No problem. But not only should the advisers have to be qualified and comply with all of the requirements we do, but ensure the trustee has to adhere to the FASEA Code of Ethics.
Has anyone asked Hayne what he thinks of intra-fund advice?
Sure, then let’s change regulation for other important Professions and allow nurses in rural and remote regions to provide GP consulting – agreed? Surely health is as important as financial health? So why is the Govt. hell bent on allowing more people to access financial advice via carve-outs but no such focus on carve-outs for the health sector??? I wonder if power, money and populist votes are drivers?

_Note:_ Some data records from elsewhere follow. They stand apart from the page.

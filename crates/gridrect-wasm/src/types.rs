//! WASM-compatible wrapper types for image data.
//!
//! This module provides JavaScript-friendly types that wrap the core Gridrect
//! types, handling the conversion between Rust and JavaScript data
//! representations.

use gridrect_core::decode::DecodedImage;
use gridrect_core::SampleFilter;
use wasm_bindgen::prelude::*;

/// A decoded image wrapper for JavaScript.
///
/// This type wraps the core `DecodedImage` type and provides a
/// JavaScript-friendly interface for accessing image dimensions and pixel
/// data.
///
/// # Memory Management
///
/// The pixel data is stored in WASM memory. When you call `pixels()`, a copy
/// is made to JavaScript memory as a `Uint8Array`. For performance-critical
/// code, keep the image in WASM memory and only extract pixels when needed.
///
/// The `free()` method can be called to explicitly release WASM memory, but
/// this is optional as wasm-bindgen's finalizer will handle cleanup
/// automatically.
#[wasm_bindgen]
pub struct JsDecodedImage {
    width: u32,
    height: u32,
    pixels: Vec<u8>,
}

#[wasm_bindgen]
impl JsDecodedImage {
    /// Create a new JsDecodedImage from dimensions and pixel data.
    ///
    /// # Arguments
    /// * `width` - Image width in pixels
    /// * `height` - Image height in pixels
    /// * `pixels` - RGB pixel data (3 bytes per pixel, row-major order)
    #[wasm_bindgen(constructor)]
    pub fn new(width: u32, height: u32, pixels: Vec<u8>) -> JsDecodedImage {
        JsDecodedImage {
            width,
            height,
            pixels,
        }
    }

    /// Get the image width in pixels
    #[wasm_bindgen(getter)]
    pub fn width(&self) -> u32 {
        self.width
    }

    /// Get the image height in pixels
    #[wasm_bindgen(getter)]
    pub fn height(&self) -> u32 {
        self.height
    }

    /// Get the number of bytes in the pixel buffer (width * height * 3 for RGB)
    #[wasm_bindgen(getter)]
    pub fn byte_length(&self) -> usize {
        self.pixels.len()
    }

    /// Returns RGB pixel data as Uint8Array.
    ///
    /// Note: This creates a copy of the pixel data. For large images, this
    /// can take 10-50ms but is necessary for safe memory management.
    pub fn pixels(&self) -> Vec<u8> {
        self.pixels.clone()
    }

    /// Explicitly free WASM memory.
    ///
    /// This is optional - wasm-bindgen's finalizer will handle cleanup
    /// automatically. Call this to immediately release a large image.
    pub fn free(self) {
        // Dropping self releases the memory
    }
}

impl JsDecodedImage {
    /// Create a JsDecodedImage from a core DecodedImage.
    pub(crate) fn from_decoded(img: DecodedImage) -> Self {
        Self {
            width: img.width,
            height: img.height,
            pixels: img.pixels,
        }
    }

    /// Convert back to a core DecodedImage.
    ///
    /// Note: This clones the pixel data.
    pub(crate) fn to_decoded(&self) -> DecodedImage {
        DecodedImage {
            width: self.width,
            height: self.height,
            pixels: self.pixels.clone(),
        }
    }
}

/// Convert a u8 filter value to the core SampleFilter enum.
///
/// Values:
/// - 0 = Bilinear (fast, the interactive preview default)
/// - 1 = Lanczos3 (best quality, for export)
///
/// Any other value defaults to Bilinear.
pub(crate) fn filter_from_u8(value: u8) -> SampleFilter {
    match value {
        1 => SampleFilter::Lanczos3,
        _ => SampleFilter::Bilinear, // Default
    }
}

#[cfg(test)]
mod tests {
    use super::*;

    #[test]
    fn test_js_decoded_image_creation() {
        let img = JsDecodedImage {
            width: 100,
            height: 50,
            pixels: vec![0u8; 100 * 50 * 3],
        };
        assert_eq!(img.width(), 100);
        assert_eq!(img.height(), 50);
        assert_eq!(img.byte_length(), 15000);
    }

    #[test]
    fn test_js_decoded_image_pixels() {
        let pixels = vec![255u8, 128, 64, 32, 16, 8]; // 2 RGB pixels
        let img = JsDecodedImage {
            width: 2,
            height: 1,
            pixels: pixels.clone(),
        };
        assert_eq!(img.pixels(), pixels);
    }

    #[test]
    fn test_from_decoded() {
        let decoded = DecodedImage {
            width: 200,
            height: 100,
            pixels: vec![0u8; 200 * 100 * 3],
        };
        let js_img = JsDecodedImage::from_decoded(decoded);
        assert_eq!(js_img.width(), 200);
        assert_eq!(js_img.height(), 100);
        assert_eq!(js_img.byte_length(), 60000);
    }

    #[test]
    fn test_to_decoded() {
        let js_img = JsDecodedImage {
            width: 50,
            height: 25,
            pixels: vec![128u8; 50 * 25 * 3],
        };
        let decoded = js_img.to_decoded();
        assert_eq!(decoded.width, 50);
        assert_eq!(decoded.height, 25);
        assert_eq!(decoded.pixels.len(), 3750);
    }

    #[test]
    fn test_filter_from_u8() {
        assert!(matches!(filter_from_u8(0), SampleFilter::Bilinear));
        assert!(matches!(filter_from_u8(1), SampleFilter::Lanczos3));
        // Unknown values default to Bilinear
        assert!(matches!(filter_from_u8(2), SampleFilter::Bilinear));
        assert!(matches!(filter_from_u8(255), SampleFilter::Bilinear));
    }
}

Look, in theory it makes sense that accessible (read low value) advice is done via internal superfund advice (think GP). As long as the client is referred to seek comprehensive specialist (high value) advice (e.g. full retirement planning) once it’s determined the client needs it. In reality, however, you’ll almost never see that happening.
The required skills of intra fund advisers are just not there…
Let’s assume ART has run of poor performance…. Will they be providing advice to their members to rollover to an external super fund?
Of course not, they can’t – it’s not allowed by the law. Nor can they recommend rollins to the fund.
Do IOOF or AMP adviser do this now. Dixon’s sure didn’t.